• Work instructions: From the data that follows, copy every line with the string "This".

• Data:
►

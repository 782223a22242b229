//! SwiftDrop Core - Shared types library.
//!
//! This crate provides common types used across all SwiftDrop components:
//! - `client` - Session and order-list core consumed by the UI shell
//! - `integration-tests` - End-to-end flow tests against backend doubles
//!
//! # Architecture
//!
//! The core crate contains only types - no I/O, no HTTP clients, no local
//! storage. This keeps it lightweight and allows it to be used anywhere.
//!
//! # Modules
//!
//! - [`types`] - Newtype wrappers for type-safe IDs, emails, roles, order
//!   statuses, and prices

#![cfg_attr(not(test), forbid(unsafe_code))]

pub mod types;

pub use types::*;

◄

• Result:
//! This crate provides common types used across all SwiftDrop components:
//! storage. This keeps it lightweight and allows it to be used anywhere.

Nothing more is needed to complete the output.